Over the coming year, we at the JCF MythBlast Series intend to explore Joseph Campbell’s great work, the four-volume series The Masks of God. The first quarter of 2021 will focus on The Masks of God: Primitive Mythology and some related Campbell texts; the second quarter will focus on Volume 2, Oriental Mythology, and so on to Volume 3, Occidental Mythology and Volume 4, Creative Mythology.
The title of Campbell’s Masks of God series is itself immediately engaging. We all want to know what is behind the mask; we want to lift the veil and peer behind the often prosaic, yet uncannily enigmatic façade of life. And if you live somewhere long enough, and pay attention closely enough, you can’t help but discover at least a few of the many rich layers of history submerged (sometimes literally) just below the surface of your daily peregrinations. There is a sense of the immemorial always within reach, and I never fail to be touched by the whispering echoes of ancient voices that spoke, sang, laughed, wept, hoped, and shouted more than a millennium ago in and around the city of Flagstaff, AZ where I live.
The earliest habitation of the Southwestern United States dates to before 11,000 BP — an astonishingly ancient date, and these early humans were presumably hunters. (Perhaps even more astonishingly, on December 1, 2020, Smithsonian Magazine ran a story about the discovery of tens of thousands of painted images, dating to around 12,000 BP, along eight miles of cliff walls in the Amazon rainforest.) Eventually, the inhabitants of the Colorado Plateau developed a genius for masonry and agriculture, created impressive architecture and grew crops of maize, beans, squash, and even cotton, by virtue of imagining ingenious irrigation systems that mitigated the harsh growing conditions of the arid climate.
Even though the community was permanently abandoned by the early 1200’s C.E., there is something ineffable that remains, some … experience … one may have standing in the reconstructed ball court or peering through a window of a partially collapsed wall at Wupatki.
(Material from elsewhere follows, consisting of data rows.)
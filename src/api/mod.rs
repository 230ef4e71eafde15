//! HTTP API module for the year-end bonus engine.
//!
//! This module provides the REST endpoints for calculating the bonus and
//! for editing the worked-month selection kept between calculations.

mod handlers;
mod presenter;
mod request;
mod response;
mod state;

pub use handlers::create_router;
pub use presenter::{
    CompositionSlice, ResultView, StepView, SummaryView, format_brl, present,
};
pub use request::{CalculationRequest, MonthToggleRequest, RawAmount};
pub use response::{
    ApiError, ApiErrorResponse, CalculationResponse, ResetResponse, SelectionResponse,
};
pub use state::AppState;
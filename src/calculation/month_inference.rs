//! Worked-month inference.
//!
//! This module derives how many months count towards the bonus from the
//! admission date and the calculation date.

use chrono::{Datelike, NaiveDate};

use crate::models::MONTHS_IN_YEAR;

/// The last day of the admission month that still counts the month as worked.
///
/// A month in which the employee worked at least 15 days counts as a full month.
pub const ADMISSION_DAY_THRESHOLD: u32 = 15;

/// Infers the number of months worked in the calculation year, in 0..=12.
///
/// - Admission after the calculation year: 0.
/// - Admission in the calculation year: months from the admission month up
///   to the calculation month, counting the admission month only when the
///   admission day is on or before the 15th.
/// - Admission in an earlier year: every month of the calculation year up to
///   and including the calculation month.
///
/// # Examples
///
/// ```
/// use decimo_engine::calculation::infer_months;
/// use chrono::NaiveDate;
///
/// let admission = NaiveDate::from_ymd_opt(2025, 6, 20).unwrap();
/// let calculation = NaiveDate::from_ymd_opt(2025, 12, 1).unwrap();
/// assert_eq!(infer_months(admission, calculation), 6);
///
/// let admission = NaiveDate::from_ymd_opt(2019, 3, 4).unwrap();
/// let calculation = NaiveDate::from_ymd_opt(2025, 8, 31).unwrap();
/// assert_eq!(infer_months(admission, calculation), 8);
/// ```
pub fn infer_months(admission_date: NaiveDate, calculation_date: NaiveDate) -> u32 {
    if admission_date.year() > calculation_date.year() {
        return 0;
    }

    let calculation_month = i64::from(calculation_date.month0());
    let months = if admission_date.year() == calculation_date.year() {
        let admission_month_counts = admission_date.day() <= ADMISSION_DAY_THRESHOLD;
        calculation_month - i64::from(admission_date.month0())
            + i64::from(admission_month_counts)
    } else {
        calculation_month + 1
    };

    months.clamp(0, i64::from(MONTHS_IN_YEAR)) as u32
}
//! Calculation input model.
//!
//! This module defines the [`CalculationInput`] handed to the engine and the
//! [`Installment`] selector choosing which part of the bonus is paid.

use chrono::NaiveDate;
use rust_decimal::Decimal;
use serde::{Deserialize, Serialize};

use super::MonthSelection;
use crate::error::{EngineError, EngineResult};

/// Which part of the year-end bonus is being paid.
///
/// # Example
///
/// ```
/// use decimo_engine::models::Installment;
///
/// let installment: Installment = serde_json::from_str("\"second\"").unwrap();
/// assert_eq!(installment, Installment::Second);
/// ```
#[derive(Debug, Clone, Copy, PartialEq, Eq, Hash, Default, Serialize, Deserialize)]
#[serde(rename_all = "snake_case")]
pub enum Installment {
    /// The 50% advance, always paid without withholding.
    First,
    /// The final installment, carrying all withholding minus the advance.
    Second,
    /// The whole bonus paid at once.
    #[default]
    Full,
}

/// Everything the engine needs for a single bonus calculation.
///
/// A fresh input is built for every calculation. When
/// `manually_selected_months` is `None`, the months worked are inferred from
/// the admission and calculation dates.
///
/// # Example
///
/// ```
/// use decimo_engine::models::{CalculationInput, Installment};
/// use chrono::NaiveDate;
/// use rust_decimal::Decimal;
///
/// let input = CalculationInput {
///     employee_name: "Maria".to_string(),
///     monthly_gross_salary: Decimal::new(300000, 2),
///     admission_date: NaiveDate::from_ymd_opt(2025, 1, 10).unwrap(),
///     calculation_date: NaiveDate::from_ymd_opt(2025, 12, 1).unwrap(),
///     installment: Installment::Full,
///     deduct_inss: true,
///     deduct_irrf: true,
///     manually_selected_months: None,
/// };
/// assert!(input.validate().is_ok());
/// ```
#[derive(Debug, Clone, PartialEq, Eq, Serialize, Deserialize)]
pub struct CalculationInput {
    /// The employee's name, used only for display.
    pub employee_name: String,
    /// The monthly gross salary; must be positive.
    pub monthly_gross_salary: Decimal,
    /// The date the employee was admitted.
    pub admission_date: NaiveDate,
    /// The reference date of the calculation.
    pub calculation_date: NaiveDate,
    /// Which installment is being paid.
    pub installment: Installment,
    /// Whether INSS is withheld.
    pub deduct_inss: bool,
    /// Whether IRRF is withheld.
    pub deduct_irrf: bool,
    /// Manual month override; `None` means infer from the dates.
    #[serde(default)]
    pub manually_selected_months: Option<MonthSelection>,
}

impl CalculationInput {
    /// Checks the input before any calculation is attempted.
    ///
    /// Returns `InvalidInput` when the salary is zero or negative.
    pub fn validate(&self) -> EngineResult<()> {
        if self.monthly_gross_salary <= Decimal::ZERO {
            return Err(EngineError::invalid_input(
                "monthly_gross_salary",
                "must be a positive number",
            ));
        }
        Ok(())
    }
}
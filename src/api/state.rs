//! Application state for the year-end bonus API.
//!
//! This module defines the shared application state that is available
//! to all request handlers.

use std::sync::{Arc, Mutex};

use tracing::warn;

use crate::calculation::CalculationSession;
use crate::config::ConfigLoader;
use crate::error::EngineResult;

/// Shared application state.
///
/// Holds the loaded configuration and the single calculation session whose
/// month selection persists between requests. The session lock also keeps
/// calculations from overlapping.
#[derive(Clone)]
pub struct AppState {
    /// The loaded calculator configuration.
    config: Arc<ConfigLoader>,
    /// The user's calculation session.
    session: Arc<Mutex<CalculationSession>>,
}

impl AppState {
    /// Creates a new application state with an empty session.
    pub fn new(config: ConfigLoader) -> Self {
        Self {
            config: Arc::new(config),
            session: Arc::new(Mutex::new(CalculationSession::new())),
        }
    }

    /// Returns a reference to the configuration loader.
    pub fn config(&self) -> &ConfigLoader {
        &self.config
    }

    /// Runs `f` with exclusive access to the session.
    ///
    /// If an earlier holder panicked, the session is reset and the lock
    /// recovered, so one failed request cannot block the ones after it.
    pub fn with_session<T>(
        &self,
        f: impl FnOnce(&mut CalculationSession) -> EngineResult<T>,
    ) -> EngineResult<T> {
        let mut session = self.session.lock().unwrap_or_else(|poisoned| {
            warn!("Calculation session lock was poisoned, resetting the session");
            self.session.clear_poison();
            let mut session = poisoned.into_inner();
            session.reset();
            session
        });
        f(&mut session)
    }
}
//! Error types for the year-end bonus engine.
//!
//! This module provides strongly-typed errors using the `thiserror` crate
//! for all error conditions that can occur while calculating a bonus.

use thiserror::Error;

/// The main error type for the year-end bonus engine.
///
/// Every failure the engine can report is a variant here, so callers
/// always receive an explicit result they must check.
///
/// # Example
///
/// ```
/// use decimo_engine::error::EngineError;
///
/// let error = EngineError::InvalidInput {
///     field: "monthly_gross_salary".to_string(),
///     message: "must be a positive number".to_string(),
/// };
/// assert_eq!(
///     error.to_string(),
///     "Invalid input 'monthly_gross_salary': must be a positive number"
/// );
/// ```
#[derive(Debug, Error)]
pub enum EngineError {
    /// The salary or one of the dates was missing or unusable.
    #[error("Invalid input '{field}': {message}")]
    InvalidInput {
        /// The input field that was rejected.
        field: String,
        /// A description of what made the field invalid.
        message: String,
    },

    /// The input was valid but no worked month was counted.
    #[error("No worked month was counted.")]
    NoMonthsWorked,

    /// A month number outside 1..=12 was supplied.
    #[error("Invalid month: {month} (expected 1 to 12)")]
    InvalidMonth {
        /// The rejected month number.
        month: u32,
    },

    /// Configuration file was not found at the specified path.
    #[error("Configuration file not found: {path}")]
    ConfigNotFound {
        /// The path that was not found.
        path: String,
    },

    /// Configuration file could not be parsed.
    #[error("Failed to parse configuration file '{path}': {message}")]
    ConfigParseError {
        /// The path to the file that failed to parse.
        path: String,
        /// A description of the parse error.
        message: String,
    },

    /// A general calculation error occurred.
    #[error("Calculation error: {message}")]
    CalculationError {
        /// A description of the calculation error.
        message: String,
    },
}

impl EngineError {
    /// Shorthand for an [`EngineError::InvalidInput`].
    pub fn invalid_input(field: impl Into<String>, message: impl Into<String>) -> Self {
        EngineError::InvalidInput {
            field: field.into(),
            message: message.into(),
        }
    }
}

/// A type alias for Results that return EngineError.
pub type EngineResult<T> = Result<T, EngineError>;
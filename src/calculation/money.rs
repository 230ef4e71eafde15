//! Monetary rounding and display helpers shared by the calculation steps.

use rust_decimal::{Decimal, RoundingStrategy};

/// Rounds a monetary value to 2 decimal places, midpoint away from zero.
///
/// # Examples
///
/// ```
/// use decimo_engine::calculation::round_currency;
/// use rust_decimal::Decimal;
/// use std::str::FromStr;
///
/// assert_eq!(
///     round_currency(Decimal::from_str("253.4136").unwrap()),
///     Decimal::from_str("253.41").unwrap()
/// );
/// assert_eq!(
///     round_currency(Decimal::from_str("0.125").unwrap()),
///     Decimal::from_str("0.13").unwrap()
/// );
/// ```
pub fn round_currency(value: Decimal) -> Decimal {
    value.round_dp_with_strategy(2, RoundingStrategy::MidpointAwayFromZero)
}

/// Renders an amount as `R$ 1234.56` for step descriptions.
pub(crate) fn brl(value: Decimal) -> String {
    format!("R$ {:.2}", round_currency(value))
}

/// Renders a rate such as `0.075` as `7.5%`.
pub(crate) fn percent(rate: Decimal) -> String {
    format!("{}%", (rate * Decimal::ONE_HUNDRED).normalize())
}

#[cfg(test)]
mod tests {
    use super::*;
    use std::str::FromStr;

    fn dec(s: &str) -> Decimal {
        Decimal::from_str(s).unwrap()
    }

    #[test]
    fn test_round_currency_rounds_half_away_from_zero() {
        assert_eq!(round_currency(dec("2.345")), dec("2.35"));
        assert_eq!(round_currency(dec("2.344")), dec("2.34"));
    }

    #[test]
    fn test_brl_pads_to_two_places() {
        assert_eq!(brl(dec("1518")), "R$ 1518.00");
        assert_eq!(brl(dec("114.8292")), "R$ 114.83");
    }

    #[test]
    fn test_percent_drops_trailing_zeros() {
        assert_eq!(percent(dec("0.075")), "7.5%");
        assert_eq!(percent(dec("0.14")), "14%");
        assert_eq!(percent(dec("0.225")), "22.5%");
    }
}
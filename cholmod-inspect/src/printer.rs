//! The `cholmod_sparse` pretty-printer
//!
//! Dispatch strips wrappers off the candidate value, matches its type
//! tag against the `cholmod_sparse` family and checks the capability
//! gate; values passing both get a printer bound to their memory for the
//! duration of the display request. Everything else is a silent decline
//! so the host falls back to its default rendering.

use cholmod_inspect_core::{
    CscView, MemoryRead, Result, SparseHeader, TypedValue, SPARSE_TYPE_TAG,
};

use crate::entries::Entries;
use crate::registry::{PrettyPrinter, PrinterRegistry};

/// Printer for one `cholmod_sparse` value
///
/// Holds the scalar-field readout and a CSC view over the inspected
/// memory; fresh per display request, nothing cached across requests.
pub struct CscPrinter<'a, M: MemoryRead> {
    header: SparseHeader,
    view: CscView<'a, M>,
}

impl<'a, M: MemoryRead> CscPrinter<'a, M> {
    /// One-line summary: dimensions, storage flags, precision
    pub fn summary(&self) -> String {
        let (packing, ordering) = self.header.storage_words();
        format!(
            "cholmod_sparse, {} x {}, {} {}, {}",
            self.header.nrow,
            self.header.ncol,
            packing,
            ordering,
            self.header.precision_word()
        )
    }

    /// Fresh enumerator over the full dense extent
    pub fn entries(&self) -> Entries<'_, M> {
        Entries::new(&self.view)
    }

    /// Scalar-field readout backing this printer
    pub fn header(&self) -> &SparseHeader {
        &self.header
    }

    /// CSC view backing this printer
    pub fn view(&self) -> &CscView<'a, M> {
        &self.view
    }
}

impl<M: MemoryRead> PrettyPrinter for CscPrinter<'_, M> {
    fn summary(&self) -> String {
        CscPrinter::summary(self)
    }

    fn entries(&self) -> Box<dyn Iterator<Item = Result<(String, f64)>> + '_> {
        Box::new(CscPrinter::entries(self))
    }
}

/// Offer a candidate value to this printer
///
/// `Ok(None)` means decline: the type tag is not in the
/// `cholmod_sparse` family, or the storage variant is outside the
/// supported gate. Field-read failures after a tag match are malformed
/// memory and propagate as errors.
pub fn lookup<'a, V: TypedValue, M: MemoryRead>(
    value: &V,
    memory: &'a M,
) -> Result<Option<CscPrinter<'a, M>>> {
    let value = value.strip_wrappers()?;
    let family_match = value
        .type_tag()
        .is_some_and(|tag| tag.starts_with(SPARSE_TYPE_TAG));
    if !family_match {
        return Ok(None);
    }

    let header = SparseHeader::read_from(&value)?;
    if !header.supported() {
        return Ok(None);
    }

    let view = CscView::new(&header, memory)?;
    Ok(Some(CscPrinter { header, view }))
}

fn lookup_dyn<'a, V: TypedValue, M: MemoryRead>(
    value: &'a V,
    memory: &'a M,
) -> Result<Option<Box<dyn PrettyPrinter + 'a>>> {
    Ok(lookup(value, memory)?.map(|printer| Box::new(printer) as Box<dyn PrettyPrinter + 'a>))
}

/// Append the `cholmod_sparse` dispatch function to a host registry
///
/// Appending twice registers twice; call once per session.
pub fn register_cholmod_printers<V, M, R>(registry: &mut R)
where
    V: TypedValue,
    M: MemoryRead,
    R: PrinterRegistry<V, M> + ?Sized,
{
    registry.append(lookup_dyn::<V, M>);
}
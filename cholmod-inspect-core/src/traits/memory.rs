//! Foreign-memory access trait
//!
//! The decoder never touches the inspected process directly; every byte
//! comes through this seam. Hosts back it with whatever they have: a
//! ptrace channel, a mapped core file, or an in-memory image.

use crate::Result;

/// Read-only accessor over the inspected process's address space
///
/// The inspected process is assumed paused for the duration of a display
/// request, so reads need no synchronization and observe a stable image.
pub trait MemoryRead {
    /// Fill `buf` with bytes starting at virtual address `addr`
    ///
    /// Must either fill the whole buffer or fail; partial reads are
    /// reported as [`InspectError::MemoryRead`](crate::InspectError).
    fn read(&self, addr: u64, buf: &mut [u8]) -> Result<()>;
}

impl<M: MemoryRead + ?Sized> MemoryRead for &M {
    fn read(&self, addr: u64, buf: &mut [u8]) -> Result<()> {
        (**self).read(addr, buf)
    }
}
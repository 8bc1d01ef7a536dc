//! Error types for inspection operations

/// Errors that can occur while decoding an inspected value
#[derive(Debug, Clone, Copy, PartialEq, Eq)]
pub enum InspectError {
    /// A named field was absent from the inspected struct
    MissingField,
    /// The value had the wrong kind for the requested interpretation
    TypeMismatch,
    /// The host memory accessor failed to read
    MemoryRead,
    /// Typed array index out of bounds
    IndexOutOfBounds,
    /// Address or size computation would overflow
    AddressOverflow,
    /// Layout fields were inconsistent (negative count, bad tag value)
    InvalidLayout,
}

impl core::fmt::Display for InspectError {
    fn fmt(&self, f: &mut core::fmt::Formatter<'_>) -> core::fmt::Result {
        let msg = match self {
            InspectError::MissingField => "Missing struct field",
            InspectError::TypeMismatch => "Value kind mismatch",
            InspectError::MemoryRead => "Foreign memory read failed",
            InspectError::IndexOutOfBounds => "Index out of bounds",
            InspectError::AddressOverflow => "Address computation overflow",
            InspectError::InvalidLayout => "Inconsistent matrix layout",
        };
        write!(f, "{msg}")
    }
}

/// Result type for inspection operations
pub type Result<T> = core::result::Result<T, InspectError>;
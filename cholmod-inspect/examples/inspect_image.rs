//! Render a cholmod_sparse value from a synthetic memory image

use cholmod_inspect::{
    register_cholmod_printers, ImageBuilder, OwnedValue, PrinterTable, SPARSE_TYPE_TAG,
};

fn main() -> cholmod_inspect::Result<()> {
    // 4 x 3 packed sorted CSC:
    //   [[1.0, 0,   0  ],
    //    [0,   0,   2.5],
    //    [0,   0,   0  ],
    //    [3.0, 0,   4.5]]
    let mut builder = ImageBuilder::new(0x7f60_0000_0000);
    let p = builder.push_i64s(&[0, 2, 2, 4])?;
    let i = builder.push_i64s(&[0, 3, 1, 3])?;
    let x = builder.push_f64s(&[1.0, 3.0, 2.5, 4.5])?;
    let image = builder.finish();

    let value = OwnedValue::structure(SPARSE_TYPE_TAG)
        .with_field("nrow", OwnedValue::int(4))
        .with_field("ncol", OwnedValue::int(3))
        .with_field("p", OwnedValue::address(p))
        .with_field("i", OwnedValue::address(i))
        .with_field("x", OwnedValue::address(x))
        .with_field("stype", OwnedValue::int(0))
        .with_field("itype", OwnedValue::int(2))
        .with_field("xtype", OwnedValue::int(1))
        .with_field("dtype", OwnedValue::int(0))
        .with_field("packed", OwnedValue::int(1))
        .with_field("sorted", OwnedValue::int(1));

    // Register once, dispatch like a host display layer would
    let mut table: PrinterTable<OwnedValue, _> = PrinterTable::new();
    register_cholmod_printers(&mut table);

    match table.find(&value, &image)? {
        Some(printer) => {
            println!("{}", printer.summary());
            for entry in printer.entries() {
                let (label, value) = entry?;
                println!("  {label} = {value}");
            }
        }
        None => println!("no printer claimed the value"),
    }

    Ok(())
}
//! Lookup and enumeration benchmarks over a synthetic memory image

use std::hint::black_box;

use cholmod_inspect::{lookup, ImageBuilder, MemoryImage, OwnedValue, SPARSE_TYPE_TAG};
use criterion::{criterion_group, criterion_main, Criterion};
use rand::{rngs::StdRng, Rng, SeedableRng};

fn banded_fixture(n: usize) -> (OwnedValue, MemoryImage) {
    let mut rng = StdRng::seed_from_u64(42);

    // Tridiagonal band, sorted within each column
    let mut p = vec![0i64];
    let mut i = Vec::new();
    let mut x = Vec::new();
    for col in 0..n {
        for row in col.saturating_sub(1)..(col + 2).min(n) {
            i.push(row as i64);
            x.push(rng.gen_range(-1.0..1.0));
        }
        p.push(i.len() as i64);
    }

    let mut builder = ImageBuilder::new(0x7f40_0000_0000);
    let p_addr = builder.push_i64s(&p).unwrap();
    let i_addr = builder.push_i64s(&i).unwrap();
    let x_addr = builder.push_f64s(&x).unwrap();

    let value = OwnedValue::structure(SPARSE_TYPE_TAG)
        .with_field("nrow", OwnedValue::int(n as i64))
        .with_field("ncol", OwnedValue::int(n as i64))
        .with_field("p", OwnedValue::address(p_addr))
        .with_field("i", OwnedValue::address(i_addr))
        .with_field("x", OwnedValue::address(x_addr))
        .with_field("stype", OwnedValue::int(0))
        .with_field("itype", OwnedValue::int(2))
        .with_field("xtype", OwnedValue::int(1))
        .with_field("dtype", OwnedValue::int(0))
        .with_field("packed", OwnedValue::int(1))
        .with_field("sorted", OwnedValue::int(1));

    (value, builder.finish())
}

fn bench_lookup(c: &mut Criterion) {
    let (value, image) = banded_fixture(10_000);

    c.bench_function("dispatch_and_bind", |b| {
        b.iter(|| lookup(black_box(&value), black_box(&image)).unwrap().unwrap())
    });

    let printer = lookup(&value, &image).unwrap().unwrap();
    let view = printer.view();
    c.bench_function("value_at_10k", |b| {
        b.iter(|| {
            let mut acc = 0.0;
            for k in 0..10_000usize {
                acc += view.value_at(k % 10_000, (k * 7) % 10_000).unwrap();
            }
            black_box(acc)
        })
    });

    let (small_value, small_image) = banded_fixture(100);
    let small = lookup(&small_value, &small_image).unwrap().unwrap();
    c.bench_function("enumerate_100x100", |b| {
        b.iter(|| {
            small
                .entries()
                .map(|entry| entry.unwrap().1)
                .sum::<f64>()
        })
    });
}

criterion_group!(benches, bench_lookup);
criterion_main!(benches);
//! Size and alignment arithmetic for foreign arrays
//!
//! Pure mathematical helpers with no memory access. Array extents come
//! from the inspected process, so every size calculation is
//! overflow-checked before any read is attempted.

use crate::{InspectError, Result};

/// Byte span of `count` elements of type `T`, overflow-checked
pub fn byte_span<T>(count: usize) -> Result<u64> {
    let element_size = core::mem::size_of::<T>() as u64;
    (count as u64)
        .checked_mul(element_size)
        .ok_or(InspectError::AddressOverflow)
}

/// Byte address of element `index` in an array of `T` based at `base`
pub fn element_address<T>(base: u64, index: usize) -> Result<u64> {
    let offset = byte_span::<T>(index)?;
    base.checked_add(offset)
        .ok_or(InspectError::AddressOverflow)
}

/// Align an offset up to a boundary (boundary must be a power of 2)
pub const fn align_to_boundary(offset: usize, boundary: usize) -> usize {
    (offset + boundary - 1) & !(boundary - 1)
}

/// Align an offset to the 8-byte boundary used by the long/double arrays
pub const fn align_to_8(offset: usize) -> usize {
    align_to_boundary(offset, 8)
}
//! Host-seam traits for the inspection core
//!
//! These are pure interfaces with no implementations: foreign-memory
//! access and the debugger typed-value abstraction.

pub mod memory;
pub mod value;

pub use memory::MemoryRead;
pub use value::TypedValue;
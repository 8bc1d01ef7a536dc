//! Classification tags carried by a `cholmod_sparse` value
//!
//! These mirror the numeric constants of cholmod.h. Each tag decodes from
//! its raw field value; unknown raw values decode to `None` and cause the
//! printer to decline the value.

/// Symmetry classification derived from the `stype` field
///
/// `stype == 0` is a general matrix with all entries stored. Any other
/// value implies symmetric storage with only one triangle present, which
/// this decoder does not reconstruct.
#[derive(Debug, Clone, Copy, PartialEq, Eq)]
#[cfg_attr(feature = "serde", derive(serde::Serialize, serde::Deserialize))]
pub enum Symmetry {
    /// Unsymmetric, both triangles stored
    General,
    /// Symmetric, upper triangle stored (`stype > 0`)
    SymmetricUpper,
    /// Symmetric, lower triangle stored (`stype < 0`)
    SymmetricLower,
}

impl Symmetry {
    /// Decode from the raw `stype` field
    pub const fn from_raw(value: i32) -> Self {
        if value == 0 {
            Symmetry::General
        } else if value > 0 {
            Symmetry::SymmetricUpper
        } else {
            Symmetry::SymmetricLower
        }
    }
}

/// Integer width of the index arrays (`itype` field)
#[derive(Debug, Clone, Copy, PartialEq, Eq)]
#[cfg_attr(feature = "serde", derive(serde::Serialize, serde::Deserialize))]
#[repr(i32)]
pub enum IndexKind {
    /// CHOLMOD_INT - 32-bit indices throughout
    Int = 0,
    /// CHOLMOD_INTLONG - 64-bit column starts, 32-bit row indices
    IntLong = 1,
    /// CHOLMOD_LONG - 64-bit indices throughout
    Long = 2,
}

impl IndexKind {
    /// Decode from the raw `itype` field
    pub const fn from_raw(value: i32) -> Option<Self> {
        match value {
            0 => Some(IndexKind::Int),
            1 => Some(IndexKind::IntLong),
            2 => Some(IndexKind::Long),
            _ => None,
        }
    }
}

impl core::fmt::Display for IndexKind {
    fn fmt(&self, f: &mut core::fmt::Formatter<'_>) -> core::fmt::Result {
        match self {
            IndexKind::Int => write!(f, "CHOLMOD_INT"),
            IndexKind::IntLong => write!(f, "CHOLMOD_INTLONG"),
            IndexKind::Long => write!(f, "CHOLMOD_LONG"),
        }
    }
}

/// Numeric payload classification (`xtype` field)
#[derive(Debug, Clone, Copy, PartialEq, Eq)]
#[cfg_attr(feature = "serde", derive(serde::Serialize, serde::Deserialize))]
#[repr(i32)]
pub enum ValueKind {
    /// CHOLMOD_PATTERN - no numeric values stored
    Pattern = 0,
    /// CHOLMOD_REAL - one real value per entry
    Real = 1,
    /// CHOLMOD_COMPLEX - interleaved real/imaginary pairs
    Complex = 2,
    /// CHOLMOD_ZOMPLEX - split real and imaginary arrays
    Zomplex = 3,
}

impl ValueKind {
    /// Decode from the raw `xtype` field
    pub const fn from_raw(value: i32) -> Option<Self> {
        match value {
            0 => Some(ValueKind::Pattern),
            1 => Some(ValueKind::Real),
            2 => Some(ValueKind::Complex),
            3 => Some(ValueKind::Zomplex),
            _ => None,
        }
    }
}

impl core::fmt::Display for ValueKind {
    fn fmt(&self, f: &mut core::fmt::Formatter<'_>) -> core::fmt::Result {
        match self {
            ValueKind::Pattern => write!(f, "pattern"),
            ValueKind::Real => write!(f, "real"),
            ValueKind::Complex => write!(f, "complex"),
            ValueKind::Zomplex => write!(f, "zomplex"),
        }
    }
}

/// Floating point precision of the payload (`dtype` field)
#[derive(Debug, Clone, Copy, PartialEq, Eq)]
#[cfg_attr(feature = "serde", derive(serde::Serialize, serde::Deserialize))]
#[repr(i32)]
pub enum Precision {
    /// CHOLMOD_DOUBLE - 64-bit payload
    Double = 0,
    /// CHOLMOD_SINGLE - 32-bit payload
    Single = 1,
}

impl Precision {
    /// Decode from the raw `dtype` field
    pub const fn from_raw(value: i32) -> Option<Self> {
        match value {
            0 => Some(Precision::Double),
            1 => Some(Precision::Single),
            _ => None,
        }
    }
}

impl core::fmt::Display for Precision {
    fn fmt(&self, f: &mut core::fmt::Formatter<'_>) -> core::fmt::Result {
        match self {
            Precision::Double => write!(f, "double"),
            Precision::Single => write!(f, "float"),
        }
    }
}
Roaming around such places, a murky pre-history tickles the imagination, and it comes alive with images of families, young men and women, leaders, story tellers, the elderly, all going about their daily lives, their routines, work, and recreations. I imagine that they, like ourselves, hardly gave a thought to the inevitability that one day life as they knew it would end; that their people would disappear, and that what they saw and heard and felt and believed would, in some unimaginably distant time, become the subject of abstract conjecture. Because they were pre-literate, leaving no history, memoire, or cultural criticism, their fate has been consigned to the realm of speculation based on climate data and autochthonous remnants of the excavated communal trash heap.
Of course, it’s wrong to say that sometime after the beginning of the 13th century the people who created Wupatki mysteriously disappeared. I’m sure their emigration was no mystery to them, and in fact, they continue to live on in their descendants: thirteen different Native American communities consider Wupatki to be a sacred site, have a significant oral tradition regarding the area, and claim ancestral ties to the site.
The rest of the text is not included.